> _Assignment_
Looking at the listing below, how many lines include "SessionId"? Answer with the number only.

> _Given entries_

.....

pub struct Reader<E, P> {
    config: AppConfig,
    normalizer: TextNormalizer,
    controller: PlaybackController<E, P>,
    document: Option<Document>,
    status: Option<String>,
    cancel: CancellationToken,
    voice_preview: Option<VoiceProfile>,
}
//! Text splitting into narration units.
//!
//! Both splitters are pure: the same input always yields the same sequence, so
//! re-segmenting a page never shifts indices a live highlight refers to.

use serde::Serialize;

/// Granularity of a [`NarrationUnit`].
#[derive(Debug, Clone, Copy, PartialEq, Eq, Serialize)]
#[serde(rename_all = "snake_case")]
pub enum UnitKind {
    Sentence,
    Word,
}

/// One speakable segment with a stable, gap-free index.
#[derive(Debug, Clone, PartialEq, Eq, Serialize)]
pub struct NarrationUnit {
    pub index: usize,
    pub text: String,
    pub kind: UnitKind,
}

/// Split text into sentences, keeping each terminator run with the text before it.
///
/// A run of `.`, `!` or `?` (plus any closing quotes or brackets right after
/// it) ends a sentence when it is followed by whitespace or the end of input,
/// so `"3.14"` and `"?!"` never produce a break inside the token.
pub fn segment(raw: &str) -> Vec<NarrationUnit> {
    let mut units = Vec::new();
    let mut current = String::new();
    let mut chars = raw.chars().peekable();

    while let Some(ch) = chars.next() {
        current.push(ch);
        if !is_terminator(ch) {
            continue;
        }
        while let Some(&next) = chars.peek() {
            if is_terminator(next) || is_closing(next) {
                current.push(next);
                chars.next();
            } else {
                break;
            }
        }
        let at_boundary = chars.peek().is_none_or(|next| next.is_whitespace());
        if at_boundary {
            push_unit(&mut units, &current, UnitKind::Sentence);
            current.clear();
        }
    }
    push_unit(&mut units, &current, UnitKind::Sentence);
    units
}

/// Split text on whitespace into single-word units.
pub fn segment_words(raw: &str) -> Vec<NarrationUnit> {
    let mut units = Vec::new();
    for word in raw.split_whitespace() {
        push_unit(&mut units, word, UnitKind::Word);
    }
    units
}

/// Rejoin units with single spaces, the segmenter's view of the source text.
pub fn join_units(units: &[NarrationUnit]) -> String {
    units
        .iter()
        .map(|unit| unit.text.as_str())
        .collect::<Vec<_>>()
        .join(" ")
}

fn push_unit(units: &mut Vec<NarrationUnit>, candidate: &str, kind: UnitKind) {
    let trimmed = candidate.trim();
    if trimmed.is_empty() {
        return;
    }
    units.push(NarrationUnit {
        index: units.len(),
        text: trimmed.to_string(),
        kind,
    });
}

fn is_terminator(ch: char) -> bool {
    matches!(ch, '.' | '!' | '?')
}

fn is_closing(ch: char) -> bool {
    matches!(ch, '"' | '\'' | ')' | ']' | '\u{201D}' | '\u{2019}')
}
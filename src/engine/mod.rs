//! Speech engine seam.
//!
//! The engine is process-wide, stateful and asynchronous: `speak` only
//! enqueues, and `Started`/`Finished`/`Failed` arrive later through the
//! [`EventSink`] the engine was built with. Every event echoes the
//! [`UtteranceId`] of the request it belongs to so the controller can discard
//! notifications from superseded sessions.

pub mod espeak;
#[cfg(test)]
pub(crate) mod testing;

use crate::narration::SessionId;
use crate::voice::VoiceProfile;
use std::sync::Arc;
use std::time::Duration;
use thiserror::Error;

pub use espeak::EspeakEngine;

/// Tag carried by a speech request and echoed by every event about it.
#[derive(Debug, Clone, Copy, PartialEq, Eq, Hash)]
pub struct UtteranceId {
    pub session: SessionId,
    /// Per-controller request counter; re-issuing the same units gets a new one.
    pub seq: u64,
    pub first_unit: usize,
    pub unit_count: usize,
}

impl UtteranceId {
    pub fn end_unit(&self) -> usize {
        self.first_unit + self.unit_count
    }
}

#[derive(Debug, Clone, PartialEq)]
pub struct SpeechRequest {
    pub utterance: UtteranceId,
    pub text: String,
    pub voice: Option<VoiceProfile>,
    /// Multiplier on the engine's natural speaking rate.
    pub rate: f32,
    pub pitch: f32,
    pub volume: f32,
    /// Silence the engine may hold before reporting `Finished`.
    pub trailing_pause: Duration,
}

#[derive(Debug, Clone, PartialEq, Eq)]
pub enum EngineEventKind {
    Started,
    Finished,
    Failed(String),
}

#[derive(Debug, Clone, PartialEq, Eq)]
pub struct EngineEvent {
    pub utterance: UtteranceId,
    pub kind: EngineEventKind,
}

impl EngineEvent {
    pub fn started(utterance: UtteranceId) -> Self {
        Self {
            utterance,
            kind: EngineEventKind::Started,
        }
    }

    pub fn finished(utterance: UtteranceId) -> Self {
        Self {
            utterance,
            kind: EngineEventKind::Finished,
        }
    }

    pub fn failed(utterance: UtteranceId, reason: impl Into<String>) -> Self {
        Self {
            utterance,
            kind: EngineEventKind::Failed(reason.into()),
        }
    }
}

/// Callback an engine uses to report events back to the event loop.
pub type EventSink = Arc<dyn Fn(EngineEvent) + Send + Sync>;

#[derive(Debug, Clone, Copy, PartialEq, Eq)]
pub struct EngineCapabilities {
    /// `resume` continues the paused utterance instead of dropping it.
    pub supports_resume: bool,
}

#[derive(Debug, Error, Clone, PartialEq, Eq)]
pub enum SpeakError {
    /// This request cannot be spoken; later ones may still work.
    #[error("speech request rejected: {0}")]
    Rejected(String),
    /// The engine cannot speak at all.
    #[error("speech engine unavailable: {0}")]
    Unavailable(String),
}

pub trait SpeechEngine {
    /// Current voice catalog. May be empty while the platform is still loading it.
    fn voices(&self) -> Vec<VoiceProfile>;

    fn capabilities(&self) -> EngineCapabilities;

    /// Enqueue one request; completion is reported through the event sink.
    fn speak(&mut self, request: SpeechRequest) -> Result<(), SpeakError>;

    fn pause(&mut self);

    fn resume(&mut self);

    /// Drop the current and any queued requests immediately.
    fn cancel_all(&mut self);
}
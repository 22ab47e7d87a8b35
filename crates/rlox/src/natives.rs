//! Native functions: host code callable from the language.
//!
//! A native is a plain function pointer invoked synchronously by the VM — no
//! call frame is pushed and no collection can run while one executes, so
//! natives may allocate through the context without rooting intermediate
//! values. The mandatory natives `clock`, `print`, and `println` are
//! installed at VM construction; hosts add their own through
//! [`Vm::define_native`](crate::Vm::define_native).

use std::time::Instant;

use crate::{
    heap::Heap,
    io::PrintWriter,
    object::intern,
    table::Table,
    value::{Value, value_to_string},
};

/// Signature of a native function.
///
/// Receives the call context and the argument values; returns the call's
/// result or an error that surfaces as a runtime error with a stack trace.
pub type NativeFn = fn(&mut NativeCtx<'_>, &[Value]) -> Result<Value, NativeError>;

/// A failure raised by a native, converted by the VM into a runtime error.
#[derive(Debug)]
pub struct NativeError {
    message: String,
}

impl NativeError {
    /// A native error with the given message.
    #[must_use]
    pub fn new(message: impl Into<String>) -> Self {
        Self {
            message: message.into(),
        }
    }

    pub(crate) fn into_message(self) -> String {
        self.message
    }
}

/// What a native may touch while it runs: the heap (to allocate), the intern
/// table (so allocated strings stay deduplicated), and the print writer.
pub struct NativeCtx<'a> {
    heap: &'a mut Heap,
    strings: &'a mut Table,
    out: &'a mut dyn PrintWriter,
    started: Instant,
}

impl<'a> NativeCtx<'a> {
    pub(crate) fn new(
        heap: &'a mut Heap,
        strings: &'a mut Table,
        out: &'a mut dyn PrintWriter,
        started: Instant,
    ) -> Self {
        Self {
            heap,
            strings,
            out,
            started,
        }
    }

    /// Seconds elapsed since the VM was created.
    #[must_use]
    pub fn elapsed_seconds(&self) -> f64 {
        self.started.elapsed().as_secs_f64()
    }

    /// Allocates (or reuses) the interned string for `text`.
    pub fn string_value(&mut self, text: &str) -> Value {
        Value::Obj(intern(self.heap, self.strings, text))
    }

    /// Renders a value the way `print` shows it.
    #[must_use]
    pub fn render(&self, value: Value) -> String {
        value_to_string(self.heap, value)
    }

    /// If `value` is a string, its text.
    #[must_use]
    pub fn as_str(&self, value: Value) -> Option<&str> {
        match value {
            Value::Obj(id) => match self.heap.get(id) {
                crate::heap::HeapData::Str(s) => Some(s.as_str()),
                _ => None,
            },
            _ => None,
        }
    }

    /// Writes raw text to the program's output stream.
    pub fn write(&mut self, text: &str) {
        self.out.stdout_write(text);
    }

    /// Writes a single character to the program's output stream.
    pub fn write_char(&mut self, end: char) {
        self.out.stdout_push(end);
    }
}

/// `clock() -> number`: seconds since the VM started. Arguments are ignored.
pub(crate) fn clock(ctx: &mut NativeCtx<'_>, _args: &[Value]) -> Result<Value, NativeError> {
    Ok(Value::Number(ctx.elapsed_seconds()))
}

/// `print(...values) -> nil`: writes each value with no separator and no
/// trailing newline.
pub(crate) fn print(ctx: &mut NativeCtx<'_>, args: &[Value]) -> Result<Value, NativeError> {
    for &value in args {
        let text = ctx.render(value);
        ctx.write(&text);
    }
    Ok(Value::Nil)
}

/// `println(...values) -> nil`: as `print`, then a newline.
pub(crate) fn println(ctx: &mut NativeCtx<'_>, args: &[Value]) -> Result<Value, NativeError> {
    print(ctx, args)?;
    ctx.write_char('\n');
    Ok(Value::Nil)
}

.....

> _Solution_
2